▶ To do
How many lines of the data hold the word "ChunkHandler"? State the number and nothing else.

──────────

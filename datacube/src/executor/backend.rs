//! The execution backend abstraction.
//!
//! A backend runs one [`ChunkRequest`] somewhere and reports its
//! [`ChunkResult`]. Where it runs is the only thing that differs:
//!
//! ```text
//!   Dispatcher ──► Backend::Local   ──► tokio task ──► ChunkHandler
//!              ├─► Backend::Process ──► `datacube worker` (stdin/stdout JSON)
//!              └─► Backend::Http    ──► POST {endpoint}/invoke
//! ```

use std::fmt;
use std::future::Future;
use std::str::FromStr;
use std::time::Duration;

use serde::{Deserialize, Serialize};
use thiserror::Error;

use super::{HttpBackend, LocalBackend, ProcessBackend};
use crate::http::AsyncReqwestClient;
use crate::jobs::{ChunkJob, ChunkResult};
use crate::processor::ProcessError;
use crate::storage::ArrayTarget;

/// Payload of one invocation.
#[derive(Debug, Clone, PartialEq, Serialize, Deserialize)]
pub struct ChunkRequest {
    pub job: ChunkJob,
    pub target: ArrayTarget,
    /// Verbose logging in the worker.
    #[serde(default)]
    pub debug: bool,
}

/// Reply envelope of remote workers: `{"ok": {...}}` or `{"error": "..."}`.
#[derive(Debug, Clone, PartialEq, Serialize, Deserialize)]
#[serde(rename_all = "snake_case")]
pub enum InvocationResponse {
    Ok(ChunkResult),
    Error(String),
}

impl InvocationResponse {
    pub fn into_result(self) -> Result<ChunkResult, InvokeError> {
        match self {
            Self::Ok(result) => Ok(result),
            Self::Error(message) => Err(InvokeError::Remote(message)),
        }
    }
}

impl From<Result<ChunkResult, ProcessError>> for InvocationResponse {
    fn from(result: Result<ChunkResult, ProcessError>) -> Self {
        match result {
            Ok(result) => Self::Ok(result),
            Err(e) => Self::Error(e.to_string()),
        }
    }
}

/// Why an invocation produced no result. Every variant is retryable.
#[derive(Debug, Clone, PartialEq, Error)]
pub enum InvokeError {
    #[error("chunk failed in worker: {0}")]
    Remote(String),

    #[error("transport error: {0}")]
    Transport(String),

    #[error("invocation timed out after {0:?}")]
    Timeout(Duration),

    #[error("malformed worker response: {0}")]
    Protocol(String),

    #[error("failed to start worker: {0}")]
    Spawn(String),

    #[error("worker task panicked: {0}")]
    Panicked(String),
}

/// Runs one chunk request inside a worker.
pub trait ChunkHandler: Send + Sync + 'static {
    fn handle(
        &self,
        request: ChunkRequest,
    ) -> impl Future<Output = Result<ChunkResult, ProcessError>> + Send;
}

/// Runs one chunk request somewhere and reports the outcome.
pub trait ExecutionBackend: Send + Sync + 'static {
    /// Short name used in logs and the result log file name.
    fn name(&self) -> &'static str;

    fn invoke(
        &self,
        request: ChunkRequest,
    ) -> impl Future<Output = Result<ChunkResult, InvokeError>> + Send;
}

/// Selectable backend kinds.
#[derive(Debug, Clone, Copy, PartialEq, Eq, Serialize, Deserialize)]
#[serde(rename_all = "lowercase")]
pub enum BackendKind {
    Local,
    Process,
    Http,
}

impl fmt::Display for BackendKind {
    fn fmt(&self, f: &mut fmt::Formatter<'_>) -> fmt::Result {
        match self {
            Self::Local => write!(f, "local"),
            Self::Process => write!(f, "process"),
            Self::Http => write!(f, "http"),
        }
    }
}

impl FromStr for BackendKind {
    type Err = String;

    fn from_str(s: &str) -> Result<Self, Self::Err> {
        match s.trim().to_lowercase().as_str() {
            "local" => Ok(Self::Local),
            "process" => Ok(Self::Process),
            "http" => Ok(Self::Http),
            other => Err(format!(
                "unknown backend '{other}' (expected local, process or http)"
            )),
        }
    }
}

/// One of the three backends, chosen at runtime.
pub enum Backend<H: ChunkHandler> {
    Local(LocalBackend<H>),
    Process(ProcessBackend),
    Http(HttpBackend<AsyncReqwestClient>),
}

impl<H: ChunkHandler> Backend<H> {
    pub fn kind(&self) -> BackendKind {
        match self {
            Self::Local(_) => BackendKind::Local,
            Self::Process(_) => BackendKind::Process,
            Self::Http(_) => BackendKind::Http,
        }
    }
}

impl<H: ChunkHandler> ExecutionBackend for Backend<H> {
    fn name(&self) -> &'static str {
        match self {
            Self::Local(b) => b.name(),
            Self::Process(b) => b.name(),
            Self::Http(b) => b.name(),
        }
    }

    async fn invoke(&self, request: ChunkRequest) -> Result<ChunkResult, InvokeError> {
        match self {
            Self::Local(b) => b.invoke(request).await,
            Self::Process(b) => b.invoke(request).await,
            Self::Http(b) => b.invoke(request).await,
        }
    }
}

──────────

▶ Task response
5